August 2013—The field of cervical cancer screening saw many developments in 2012. In April last year, the American Cancer Society, American Society for Colposcopy and Cervical Pathology, and American Society for Clinical Pathology published new guidelines for cervical cancer screening, most notably raising the age at which screening should begin, extending the interval between screening tests, and giving preference to simultaneous Pap and human papillomavirus co-testing in women ages 30 to 65.1 Almost simultaneously, the U.S. Preventive Services Task Force published similar screening guidelines.2 Then, in July, the CAP and ASCCP published the results of a joint project recommending a uniform Lower Anogenital Squamous Terminology (LAST).3 Finally, in September the ASCCP led a consensus conference of 23 participating organizations to update guidelines for managing abnormal cervical cancer screening test results. In April of this year, these updated guidelines were published simultaneously in the Journal of Lower Genital Tract Disease and Obstetrics and Gynecology.4,5

After the new screening guidelines were published last year, it became clear that the 2006 guidelines for managing abnormal screening results needed to be updated accordingly. Given the shift in focus from cytology alone to a combination of cytology and HPV co-testing, the number of cytology-HPV-histology permutations that the management algorithms needed to address had increased several-fold. One option would have been to develop individual guidelines for every possible combination of test results, but that would have complicated the algorithms to such an extent that implementation would have become impractical, if not impossible. For this reason, in several instances different combinations of test results were grouped into the same management category. The common benchmark used to identify similar test result combinations that could be managed similarly was five-year risk for CIN 3 or worse.6 Once it was determined that a certain combination of test results had a risk for CIN 3+ that was similar to the risk of a Pap result that already had a well-established management guideline, then the new test result combination could be managed similarly.

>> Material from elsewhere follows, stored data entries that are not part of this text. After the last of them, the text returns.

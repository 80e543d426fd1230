//! WoodMoon Core - Shared types library.
//!
//! This crate provides common types used across all WoodMoon components:
//! - `storefront` - Client-side state for the storefront (auth, cart, persistence)
//! - `cli` - Command-line front end over the storefront state
//!
//! # Architecture
//!
//! The core crate contains only types - no I/O, no storage access,
//! no HTTP clients. This keeps it lightweight and allows it to be used anywhere.
//!
//! # Modules
//!
//! - [`types`] - Newtype wrappers for type-safe IDs, prices, emails, and session tokens

#![cfg_attr(not(test), forbid(unsafe_code))]

pub mod types;

pub use types::*;
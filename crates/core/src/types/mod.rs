//! Core types for WoodMoon.
//!
//! This module provides type-safe wrappers for common domain concepts.

pub mod email;
pub mod id;
pub mod price;
pub mod token;

pub use email::{Email, EmailError};
pub use id::*;
pub use price::{CurrencyCode, Price};
pub use token::SessionToken;
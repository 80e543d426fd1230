//! Cart commands.
//!
//! # Usage
//!
//! ```bash
//! woodmoon cart add --id 12 --name "Teak Stool" --price 4500 --size M -q 2
//! woodmoon cart remove --id 12 --size M
//! woodmoon cart list
//! woodmoon cart clear
//! ```

use clap::Subcommand;
use rust_decimal::Decimal;
use woodmoon_core::{Price, ProductId};
use woodmoon_storefront::error::{AppError, Result};
use woodmoon_storefront::state::AppState;
use woodmoon_storefront::stores::CartLineItem;

#[derive(Subcommand)]
pub enum CartAction {
    /// Add a product to the cart (merges with a matching line)
    Add {
        /// Product ID
        #[arg(long)]
        id: ProductId,

        /// Product name
        #[arg(short, long)]
        name: String,

        /// Unit price in LKR
        #[arg(short, long)]
        price: Decimal,

        /// Selected size
        #[arg(short, long)]
        size: Option<String>,

        /// Selected color
        #[arg(short, long)]
        color: Option<String>,

        /// Quantity to add
        #[arg(short, long, default_value_t = 1)]
        quantity: u32,

        /// Image URL shown for the line
        #[arg(long)]
        image_url: Option<String>,
    },
    /// Remove the line matching product, size and color
    Remove {
        /// Product ID
        #[arg(long)]
        id: ProductId,

        /// Selected size
        #[arg(short, long)]
        size: Option<String>,

        /// Selected color
        #[arg(short, long)]
        color: Option<String>,
    },
    /// List the cart contents
    List,
    /// Remove every line from the cart
    Clear,
}

/// Run a cart subcommand against the resolved cart.
///
/// # Errors
///
/// Returns an error if the arguments describe an invalid line.
pub fn run(state: &AppState, action: CartAction) -> Result<()> {
    let resolver = state.user_cart();
    let cart = resolver.resolve();

    match action {
        CartAction::Add {
            id,
            name,
            price,
            size,
            color,
            quantity,
            image_url,
        } => {
            if price.is_sign_negative() {
                return Err(AppError::BadRequest(format!("price must not be negative: {price}")));
            }
            let mut item = line(id, name, price, size, color).with_quantity(quantity);
            if let Some(url) = image_url {
                item = item.with_image_url(url);
            }
            tracing::info!("Adding {} x {} to cart", item.quantity.max(1), item.name);
            cart.add_to_cart(item);
            list(state);
        }
        CartAction::Remove { id, size, color } => {
            let target = line(id, String::new(), Decimal::ZERO, size, color);
            let before = cart.line_count();
            cart.remove_from_cart(&target);
            if cart.line_count() == before {
                tracing::info!("No matching line in cart");
            } else {
                tracing::info!("Removed product {} from cart", id);
            }
        }
        CartAction::List => list(state),
        CartAction::Clear => {
            cart.clear_cart();
            tracing::info!("Cart cleared");
        }
    }
    Ok(())
}

fn line(
    id: ProductId,
    name: String,
    price: Decimal,
    size: Option<String>,
    color: Option<String>,
) -> CartLineItem {
    let mut item = CartLineItem::new(id, name, price);
    item.selected_size = size;
    item.selected_color = color;
    item
}

fn list(state: &AppState) {
    let cart = state.cart();
    if cart.is_empty() {
        tracing::info!("Cart is empty");
        return;
    }

    for item in cart.items() {
        let variant = [item.selected_size.as_deref(), item.selected_color.as_deref()]
            .into_iter()
            .flatten()
            .collect::<Vec<_>>()
            .join(", ");
        tracing::info!(
            "  [{}] {}{} x{} = {}",
            item.id,
            item.name,
            if variant.is_empty() {
                String::new()
            } else {
                format!(" ({variant})")
            },
            item.quantity,
            Price::lkr(item.line_total())
        );
    }
    tracing::info!(
        "{} item(s), subtotal {}",
        cart.item_count(),
        cart.subtotal()
    );
}
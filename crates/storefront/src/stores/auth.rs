//! Signed-in identity store.
//!
//! Single source of truth for who is logged in. `user` and `token` are set
//! together by [`AuthStore::login`] and cleared together by
//! [`AuthStore::logout`]; a persisted snapshot holding only one of them is
//! discarded on load.
//!
//! Persisted under `"auth"` as `{"state": {"user", "token"}, "version": 0}`.

use std::sync::Arc;

use serde::{Deserialize, Serialize};
use woodmoon_core::{Email, SessionToken};

use crate::storage::Storage;
use crate::store::{PersistOptions, PersistedStore, Subscription};

/// Storage key of the auth snapshot.
pub const AUTH_STORAGE_KEY: &str = "auth";

/// Auth store state.
#[derive(Debug, Clone, Default, PartialEq, Eq, Serialize, Deserialize)]
pub struct AuthState {
    #[serde(default)]
    user: Option<Email>,
    #[serde(default)]
    token: Option<SessionToken>,
}

impl AuthState {
    #[must_use]
    pub const fn user(&self) -> Option<&Email> {
        self.user.as_ref()
    }

    #[must_use]
    pub const fn token(&self) -> Option<&SessionToken> {
        self.token.as_ref()
    }

    #[must_use]
    pub const fn is_logged_in(&self) -> bool {
        self.user.is_some()
    }

    const fn is_consistent(&self) -> bool {
        self.user.is_some() == self.token.is_some()
    }
}

/// Observable, persisted store of the signed-in identity.
#[derive(Debug, Clone)]
pub struct AuthStore {
    store: PersistedStore<AuthState>,
}

impl AuthStore {
    /// A logged-out store persisting into `storage`.
    #[must_use]
    pub fn new(storage: Arc<dyn Storage>) -> Self {
        Self {
            store: PersistedStore::new(
                AuthState::default(),
                storage,
                PersistOptions::new(AUTH_STORAGE_KEY),
            ),
        }
    }

    /// Create the store and restore the persisted identity, if any.
    #[must_use]
    pub fn open(storage: Arc<dyn Storage>) -> Self {
        let auth = Self::new(storage);
        if let Some(persisted) = auth.store.load_persisted() {
            if persisted.is_consistent() {
                tracing::debug!(logged_in = persisted.is_logged_in(), "Restored auth state");
                auth.store.set(|state| *state = persisted);
            } else {
                tracing::warn!("Discarding persisted auth state with user/token mismatch");
            }
        }
        auth
    }

    /// Record a successful sign-in, replacing any previous identity.
    ///
    /// Credentials are validated by the backend before this is called.
    pub fn login(&self, email: Email, token: SessionToken) {
        tracing::info!(user = %email, "Signed in");
        self.store.set(move |state| {
            state.user = Some(email);
            state.token = Some(token);
        });
    }

    /// Forget the signed-in identity. Calling it while logged out is harmless.
    pub fn logout(&self) {
        if let Some(user) = self.user() {
            tracing::info!(user = %user, "Signed out");
        }
        self.store.set(|state| *state = AuthState::default());
    }

    /// The signed-in user's email.
    #[must_use]
    pub fn user(&self) -> Option<Email> {
        self.store.with(|state| state.user.clone())
    }

    /// The session token issued at login.
    #[must_use]
    pub fn token(&self) -> Option<SessionToken> {
        self.store.with(|state| state.token.clone())
    }

    /// Both halves of the identity, or nothing.
    #[must_use]
    pub fn identity(&self) -> Option<(Email, SessionToken)> {
        self.store
            .with(|state| state.user.clone().zip(state.token.clone()))
    }

    #[must_use]
    pub fn is_logged_in(&self) -> bool {
        self.store.with(AuthState::is_logged_in)
    }

    /// Register a listener called with `(new, previous)` after every change.
    #[must_use = "dropping the subscription unsubscribes the listener"]
    pub fn subscribe(
        &self,
        listener: impl Fn(&AuthState, &AuthState) + Send + Sync + 'static,
    ) -> Subscription {
        self.store.subscribe(listener)
    }
}
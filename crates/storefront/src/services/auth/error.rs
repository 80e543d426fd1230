//! Login error types.

use thiserror::Error;

/// Errors that can occur while signing in against the backend.
#[derive(Debug, Error)]
pub enum LoginError {
    /// The backend rejected the email/password pair.
    #[error("invalid email or password")]
    InvalidCredentials,

    /// The backend answered with an unexpected status.
    #[error("API error: {status} - {message}")]
    Api { status: u16, message: String },

    /// The backend accepted the login but sent no token.
    #[error("login succeeded but no token was returned")]
    EmptyToken,

    /// The login URL could not be built.
    #[error("invalid login URL: {0}")]
    InvalidUrl(#[from] url::ParseError),

    /// HTTP request failed.
    #[error("HTTP error: {0}")]
    Http(#[from] reqwest::Error),
}
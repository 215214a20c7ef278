//! Hashing from tokio `AsyncRead` sources.

use tokio::io::{AsyncRead, AsyncReadExt};
use tracing::{debug, instrument, trace};

use super::{StreamConfig, account};
use crate::hash::{Digest, Result, Sha1};

/// Hash everything an async reader yields, using the default buffer.
pub async fn hash_async_reader<R: AsyncRead + Unpin>(reader: R) -> Result<Digest> {
    hash_async_reader_with(reader, &StreamConfig::default()).await
}

/// Hash everything an async reader yields.
///
/// Only the reads suspend; compression runs inline between them.
#[instrument(level = "debug", skip(reader, config), fields(buffer = config.buffer_size))]
pub async fn hash_async_reader_with<R: AsyncRead + Unpin>(
    mut reader: R,
    config: &StreamConfig,
) -> Result<Digest> {
    config.validate()?;

    let mut hasher = Sha1::new();
    let mut buffer = vec![0u8; config.buffer_size];
    let mut total = 0u64;

    loop {
        let len = reader.read(&mut buffer).await?;
        if len == 0 {
            break;
        }
        total = account(total, len)?;
        hasher.update(&buffer[..len]);
        trace!(len, total, "absorbed chunk");
    }

    let digest = hasher.finalize();
    debug!(total, %digest, "input hashed");
    Ok(digest)
}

For example, the accepted management for a Pap diagnosis of low-grade squamous intraepithelial lesion (LSIL) has already been established to be referral to colposcopy, and data from the Kaiser Permanente Northern California (KPNC) database of nearly 1 million women showed that the five-year risk of CIN 3+ for a Pap diagnosis of LSIL is 5.2 percent. The KPNC data also showed that risk for a co-test result of HPV-positive ASC-US is similar, 6.8 percent. Based on the guiding principle of “equal management of equal risk,” it was therefore determined that referral to colposcopy is also the appropriate management for HPV-positive ASC-US.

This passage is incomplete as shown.